> _Problem details_
Lines from the records below that contain the word "shutdown" are to be copied out.

> _Dataset_

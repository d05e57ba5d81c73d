//! libvirt backend driving `virsh` and `qemu-img`.

use std::io::Write as _;
use std::net::IpAddr;
use std::process::Command;

use camino::{Utf8Path, Utf8PathBuf};
use indoc::formatdoc;
use rand::Rng;
use tracing::{debug, info, warn};

use super::{Hypervisor, HypervisorError, VmInstance, VmSpec, VmState};
use crate::command_run::{CommandError, CommandRun};
use crate::config::HypervisorConfig;

/// Create a virsh command with optional connection URI
fn virsh_command(connect_uri: Option<&str>) -> Command {
    let mut cmd = Command::new("virsh");
    if let Some(uri) = connect_uri {
        cmd.arg("-c").arg(uri);
    }
    cmd
}

/// Errors virsh reports when the domain is already gone or already stopped.
fn is_absent(e: &CommandError) -> bool {
    let stderr = e.stderr();
    [
        "failed to get domain",
        "Domain not found",
        "domain is not running",
        "no domain with matching name",
    ]
    .iter()
    .any(|needle| stderr.contains(needle))
}

/// Whether `virsh domstate` output describes a domain that is still executing.
fn is_active_state(state: &str) -> bool {
    matches!(
        state.trim(),
        "running" | "paused" | "in shutdown" | "pmsuspended" | "blocked"
    )
}

fn xml_escape(s: &str) -> String {
    let mut out = String::with_capacity(s.len());
    for c in s.chars() {
        match c {
            '&' => out.push_str("&amp;"),
            '<' => out.push_str("&lt;"),
            '>' => out.push_str("&gt;"),
            '\'' => out.push_str("&apos;"),
            '"' => out.push_str("&quot;"),
            c => out.push(c),
        }
    }
    out
}

/// Locally administered MAC in the range libvirt itself uses.
fn generate_mac() -> String {
    let mut rng = rand::rng();
    format!(
        "52:54:00:{:02x}:{:02x}:{:02x}",
        rng.random::<u8>(),
        rng.random::<u8>(),
        rng.random::<u8>()
    )
}

/// Parse the table printed by `virsh domifaddr`, returning the first
/// address, preferring IPv4.
fn parse_domifaddr(output: &str) -> Option<IpAddr> {
    let addrs: Vec<IpAddr> = output
        .lines()
        .filter_map(|line| {
            let cols: Vec<&str> = line.split_whitespace().collect();
            // Name  MAC address  Protocol  Address
            let addr = cols.get(3)?;
            let ip = addr.split('/').next()?;
            ip.parse().ok()
        })
        .collect();
    addrs
        .iter()
        .find(|a| a.is_ipv4())
        .or_else(|| addrs.first())
        .copied()
}

/// Parse `virsh net-dhcp-leases`, returning the address leased to `mac`.
fn parse_dhcp_leases(output: &str, mac: &str) -> Option<IpAddr> {
    output.lines().find_map(|line| {
        let cols: Vec<&str> = line.split_whitespace().collect();
        // Expiry date (2 columns)  MAC  Protocol  IP address  Hostname  Client ID
        if cols.len() < 5 || !cols[2].eq_ignore_ascii_case(mac) {
            return None;
        }
        cols[4].split('/').next()?.parse().ok()
    })
}

fn domain_xml(spec: &VmSpec, disk: &Utf8Path, mac: &str, cfg: &HypervisorConfig) -> String {
    let cdrom = cfg
        .boot_image
        .as_deref()
        .map(|iso| {
            formatdoc! {"
                    <disk type='file' device='cdrom'>
                      <driver name='qemu' type='raw'/>
                      <source file='{iso}'/>
                      <target dev='sda' bus='sata'/>
                      <readonly/>
                    </disk>",
                iso = xml_escape(iso.as_str())
            }
        })
        .unwrap_or_default();
    formatdoc! {"
        <domain type='kvm'>
          <name>{name}</name>
          <memory unit='MiB'>{memory}</memory>
          <vcpu>{vcpus}</vcpu>
          <os>
            <type arch='x86_64' machine='q35'>hvm</type>
            <boot dev='hd'/>
            <boot dev='cdrom'/>
          </os>
          <features><acpi/><apic/></features>
          <cpu mode='host-passthrough'/>
          <on_reboot>restart</on_reboot>
          <devices>
            <disk type='file' device='disk'>
              <driver name='qemu' type='qcow2'/>
              <source file='{disk}'/>
              <target dev='vda' bus='virtio'/>
            </disk>
        {cdrom}
            <interface type='network'>
              <source network='{network}'/>
              <mac address='{mac}'/>
              <model type='virtio'/>
            </interface>
            <serial type='pty'/>
            <console type='pty'/>
          </devices>
        </domain>
        ",
        name = xml_escape(&spec.name),
        memory = spec.memory_mb,
        vcpus = spec.vcpus,
        disk = xml_escape(disk.as_str()),
        network = xml_escape(&cfg.network),
    }
}

/// [`Hypervisor`] backed by a libvirt connection.
#[derive(Debug, Clone)]
pub(crate) struct Virsh {
    cfg: HypervisorConfig,
}

impl Virsh {
    pub(crate) fn new(cfg: HypervisorConfig) -> Self {
        Self { cfg }
    }

    fn virsh(&self) -> Command {
        virsh_command(Some(self.cfg.connect.as_str()))
    }

    fn run_virsh(&self, op: &str, args: &[&str]) -> Result<(), HypervisorError> {
        self.virsh()
            .args(args)
            .run()
            .map_err(|e| HypervisorError::from_command(op, e))
    }

    fn virsh_output(&self, op: &str, args: &[&str]) -> Result<String, HypervisorError> {
        self.virsh()
            .args(args)
            .run_get_string()
            .map_err(|e| HypervisorError::from_command(op, e))
    }

    /// Like [`Self::run_virsh`] but treats an absent domain as success.
    fn run_virsh_idempotent(&self, op: &str, args: &[&str]) -> Result<(), HypervisorError> {
        match self.virsh().args(args).run() {
            Ok(()) => Ok(()),
            Err(e) if is_absent(&e) => {
                debug!("{op}: already absent: {}", e.stderr());
                Ok(())
            }
            Err(e) => Err(HypervisorError::from_command(op, e)),
        }
    }

    fn disk_path(&self, name: &str) -> Utf8PathBuf {
        self.cfg.pool_dir.join(format!("{name}.qcow2"))
    }

    fn dhcp_address(&self, mac: &str) -> Result<Option<IpAddr>, HypervisorError> {
        let out = self.virsh_output("net-dhcp-leases", &["net-dhcp-leases", &self.cfg.network])?;
        Ok(parse_dhcp_leases(&out, mac))
    }
}

impl Hypervisor for Virsh {
    fn create(&self, spec: &VmSpec) -> Result<VmInstance, HypervisorError> {
        let disk = self.disk_path(&spec.name);
        info!("Creating {} ({} MiB, {} vCPU)", spec.name, spec.memory_mb, spec.vcpus);
        Command::new("qemu-img")
            .args(["create", "-q", "-f", "qcow2", disk.as_str()])
            .arg(spec.disk_size.to_string())
            .run()
            .map_err(|e| HypervisorError::from_command("create-disk", e))?;

        let mac = generate_mac();
        let xml = domain_xml(spec, &disk, &mac, &self.cfg);
        let define = (|| {
            let mut tmp = tempfile::Builder::new()
                .prefix(&spec.name)
                .suffix(".xml")
                .tempfile()
                .map_err(|source| HypervisorError::Spawn {
                    tool: "tempfile".into(),
                    source,
                })?;
            tmp.write_all(xml.as_bytes())
                .map_err(|source| HypervisorError::Spawn {
                    tool: "tempfile".into(),
                    source,
                })?;
            let path = tmp.path().to_string_lossy().into_owned();
            self.run_virsh("define", &["define", &path])
        })();
        if let Err(e) = define {
            if let Err(rm) = std::fs::remove_file(&disk) {
                warn!("Failed to remove {disk}: {rm}");
            }
            return Err(e);
        }

        Ok(VmInstance {
            name: spec.name.clone(),
            disk_path: disk,
            mac: Some(mac),
            address: None,
            state: VmState::Defined,
        })
    }

    fn start(&self, vm: &VmInstance) -> Result<(), HypervisorError> {
        self.run_virsh("start", &["start", &vm.name])
    }

    fn stop(&self, vm: &VmInstance, force: bool) -> Result<(), HypervisorError> {
        if force {
            self.run_virsh_idempotent("stop", &["destroy", &vm.name])
        } else {
            self.run_virsh_idempotent("stop", &["shutdown", &vm.name])
        }
    }

    fn snapshot_create(&self, vm: &VmInstance, name: &str) -> Result<(), HypervisorError> {
        self.run_virsh(
            "snapshot-create",
            &[
                "snapshot-create-as",
                "--domain",
                &vm.name,
                "--name",
                name,
                "--description",
                "Clean installer state",
                "--atomic",
            ],
        )
    }

    fn snapshot_revert(&self, vm: &VmInstance, name: &str) -> Result<(), HypervisorError> {
        self.run_virsh(
            "snapshot-revert",
            &["snapshot-revert", "--domain", &vm.name, "--snapshotname", name],
        )
    }

    fn snapshot_list(&self, vm: &VmInstance) -> Result<Vec<String>, HypervisorError> {
        let out = self.virsh_output(
            "snapshot-list",
            &["snapshot-list", "--domain", &vm.name, "--name"],
        )?;
        Ok(out
            .lines()
            .map(str::trim)
            .filter(|l| !l.is_empty())
            .map(ToOwned::to_owned)
            .collect())
    }

    fn snapshot_delete(&self, vm: &VmInstance, name: &str) -> Result<(), HypervisorError> {
        self.run_virsh(
            "snapshot-delete",
            &["snapshot-delete", "--domain", &vm.name, "--snapshotname", name],
        )
    }

    fn is_active(&self, vm: &VmInstance) -> Result<bool, HypervisorError> {
        let out = self.virsh_output("domstate", &["domstate", &vm.name])?;
        Ok(is_active_state(&out))
    }

    fn get_address(&self, vm: &VmInstance) -> Result<Option<IpAddr>, HypervisorError> {
        let out = self.virsh_output(
            "domifaddr",
            &["domifaddr", &vm.name, "--source", "lease"],
        )?;
        if let Some(ip) = parse_domifaddr(&out) {
            return Ok(Some(ip));
        }
        match vm.mac.as_deref() {
            Some(mac) => self.dhcp_address(mac),
            None => Ok(None),
        }
    }

    fn destroy(&self, vm: &VmInstance) -> Result<(), HypervisorError> {
        self.run_virsh_idempotent("destroy", &["destroy", &vm.name])?;
        self.run_virsh_idempotent(
            "undefine",
            &["undefine", &vm.name, "--snapshots-metadata", "--nvram"],
        )?;
        match std::fs::remove_file(&vm.disk_path) {
            Ok(()) => {}
            Err(e) if e.kind() == std::io::ErrorKind::NotFound => {}
            Err(source) => {
                return Err(HypervisorError::Spawn {
                    tool: format!("rm {}", vm.disk_path),
                    source,
                })
            }
        }
        info!("Destroyed {}", vm.name);
        Ok(())
    }

    fn list_instances(&self, prefix: &str) -> Result<Vec<String>, HypervisorError> {
        let out = self.virsh_output("list", &["list", "--all", "--name"])?;
        Ok(out
            .lines()
            .map(str::trim)
            .filter(|n| n.starts_with(prefix))
            .map(ToOwned::to_owned)
            .collect())
    }

    fn adopt(&self, name: &str) -> VmInstance {
        VmInstance {
            name: name.to_owned(),
            disk_path: self.disk_path(name),
            mac: None,
            address: None,
            state: VmState::Defined,
        }
    }
}

#[cfg(test)]
mod tests {
    use indoc::indoc;

    use super::*;

    #[test]
    fn test_parse_domifaddr() {
        let out = indoc! {"
             Name       MAC address          Protocol     Address
            -------------------------------------------------------------------------------
             vnet3      52:54:00:6b:3c:58    ipv6         fe80::5054:ff:fe6b:3c58/64
             vnet3      52:54:00:6b:3c:58    ipv4         192.168.122.45/24
        "};
        assert_eq!(
            parse_domifaddr(out),
            Some("192.168.122.45".parse().unwrap())
        );
        assert_eq!(parse_domifaddr(""), None);
        assert_eq!(
            parse_domifaddr(" Name MAC address Protocol Address\n------\n"),
            None
        );
    }

    #[test]
    fn test_parse_dhcp_leases() {
        let out = indoc! {"
             Expiry Time           MAC address         Protocol   IP address          Hostname   Client ID or DUID
            ------------------------------------------------------------------------------------------------------------
             2026-10-16 12:00:01   52:54:00:aa:bb:cc   ipv4       192.168.122.77/24   nixos      01:52:54:00:aa:bb:cc
        "};
        assert_eq!(
            parse_dhcp_leases(out, "52:54:00:AA:BB:CC"),
            Some("192.168.122.77".parse().unwrap())
        );
        assert_eq!(parse_dhcp_leases(out, "52:54:00:00:00:01"), None);
    }

    #[test]
    fn test_is_active_state() {
        assert!(is_active_state("running\n\n"));
        assert!(is_active_state("paused"));
        assert!(!is_active_state("shut off\n"));
        assert!(!is_active_state("crashed"));
    }

    #[test]
    fn test_is_absent() {
        let err = |stderr: &str| CommandError::Exit {
            program: "virsh".into(),
            exit_code: Some(1),
            stderr: stderr.into(),
        };
        assert!(is_absent(&err(
            "error: failed to get domain 'vmit-vm-x'"
        )));
        assert!(is_absent(&err("error: Requested operation is not valid: domain is not running")));
        assert!(!is_absent(&err("error: permission denied")));
    }

    #[test]
    fn test_domain_xml() {
        let cfg = HypervisorConfig {
            boot_image: Some("/isos/nixos <latest>.iso".into()),
            ..Default::default()
        };
        let spec = VmSpec {
            name: "vmit-vm-20260101000000-0001".into(),
            memory_mb: 4096,
            vcpus: 2,
            disk_size: 20 << 30,
        };
        let xml = domain_xml(
            &spec,
            Utf8Path::new("/var/lib/libvirt/images/x.qcow2"),
            "52:54:00:01:02:03",
            &cfg,
        );
        assert!(xml.contains("<name>vmit-vm-20260101000000-0001</name>"));
        assert!(xml.contains("<memory unit='MiB'>4096</memory>"));
        assert!(xml.contains("<source network='default'/>"));
        assert!(xml.contains("nixos &lt;latest&gt;.iso"));
        assert!(xml.find("<boot dev='hd'/>") < xml.find("<boot dev='cdrom'/>"));
    }

    #[test]
    fn test_generate_mac() {
        let mac = generate_mac();
        assert!(mac.starts_with("52:54:00:"));
        assert_eq!(mac.len(), 17);
    }
}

> _Exercise solution_
        "running" | "paused" | "in shutdown" | "pmsuspended" | "blocked"
            self.run_virsh_idempotent("stop", &["shutdown", &vm.name])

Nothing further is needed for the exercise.